Single use plastic detritus washes up onto our beaches comprising of every single use plastic item, familiar to us all. Bottle tops and seals, disposable lighters, cotton bud sticks, shot gun cartridges, fishing line and net, bottles, beads, spacers, you name it and we find it on our beaches. Not sporadically once in a while… It is omnipresent and pervasive. Often after a big storm it’s as if the ocean has vomited all the disposable plastic pollution right back at us.

These are the macro pieces. The big pieces, larger than 5mm. On Midway Island in the Pacific, they are eaten by Albatros and fed to baby chicks, unknowingly killing their babies with undigestible pieces of plastic. Adult birds will often be found dead with their stomaches full of bottle tops and lighters. This isn’t unique to Midway, seagulls off Cornwall have been seen on fishing boats regurgitating plastic. Whales found dead, stomaches full of plastic bags, turtles and seals tangled up in fishing gear, cutting into their skin.

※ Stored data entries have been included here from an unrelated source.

//! Static files: the asset directory, root-level favicons, sitemap and robots.
//!
//! Favicons are also served from the site root because some browsers ignore
//! the `<link rel="icon">` tags and ask for `/favicon.ico` directly.

use std::path::{Path, PathBuf};

use axum::http::header::CONTENT_TYPE;
use axum::http::StatusCode;
use axum::response::{IntoResponse, Response};
use axum::routing::{get, MethodRouter};
use axum::Router;
use tower_http::services::ServeDir;

use crate::config::AssetsConfig;
use crate::http::server::AppState;

/// Root path, file under `<asset_dir>/img/favicon/`, content type.
pub const FAVICONS: &[(&str, &str, &str)] = &[
    ("/favicon.ico", "favicon.ico", "image/x-icon"),
    ("/apple-touch-icon.png", "apple-touch-icon.png", "image/png"),
    ("/favicon-32x32.png", "favicon-32x32.png", "image/png"),
    ("/favicon-16x16.png", "favicon-16x16.png", "image/png"),
];

/// Routes for every static file the site serves.
pub fn routes(config: &AssetsConfig) -> Router<AppState> {
    let asset_dir = PathBuf::from(&config.asset_dir);
    let static_dir = Path::new(&config.static_dir);

    let mut router = Router::new().nest_service("/assets", ServeDir::new(&asset_dir));

    let favicon_dir = asset_dir.join("img").join("favicon");
    for (route, file, content_type) in FAVICONS {
        router = router.route(
            route,
            static_file(favicon_dir.join(file), content_type, "Favicon not found"),
        );
    }

    router
        .route(
            "/sitemap.xml",
            static_file(static_dir.join("sitemap.xml"), "application/xml", "Sitemap not found"),
        )
        .route(
            "/robots.txt",
            static_file(static_dir.join("robots.txt"), "text/plain", "Robots.txt not found"),
        )
}

/// GET handler returning the file at `path`, or a plain 404 with `missing`.
fn static_file(
    path: PathBuf,
    content_type: &'static str,
    missing: &'static str,
) -> MethodRouter<AppState> {
    get(move || {
        let path = path.clone();
        async move { read_file(&path, content_type, missing).await }
    })
}

async fn read_file(path: &Path, content_type: &'static str, missing: &'static str) -> Response {
    match tokio::fs::read(path).await {
        Ok(bytes) => ([(CONTENT_TYPE, content_type)], bytes).into_response(),
        Err(e) => {
            tracing::debug!(path = %path.display(), error = %e, "Static file unavailable");
            (StatusCode::NOT_FOUND, missing).into_response()
        }
    }
}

Then there are the little pieces the Microplastics. Large pieces of plastic are broken down by UV rays and the power of the ocean, this plastic will never disappear only getting smaller and smaller until it’s so small it’s not visible to the human eye.

Microplastics are made up of secondary pieces smaller than 5mm which are broken down from larger pieces and primary microplastics, pieces smaller than 5mm that started life that size, such as Nurdles (the raw material for making plastic) biobeads, (a type of biobedia used in water treatment works) microbeads (tiny pieces of plastic added to cosmetics, skincare and household cleaning products) and microfibres which are tiny plastic fibres shed from your washing machine cycle Microfibres. According to Hubub over 1/3 of all microplastic pollution in our oceans comes from washing textiles.

Microfibres are so tiny they are eaten by plankton. Plankton are at the bottom of the food chain. We can see from the evidence in front of us the effect plastic pollution is having on marine life, and scientists are looking into the effects it may be having on human health.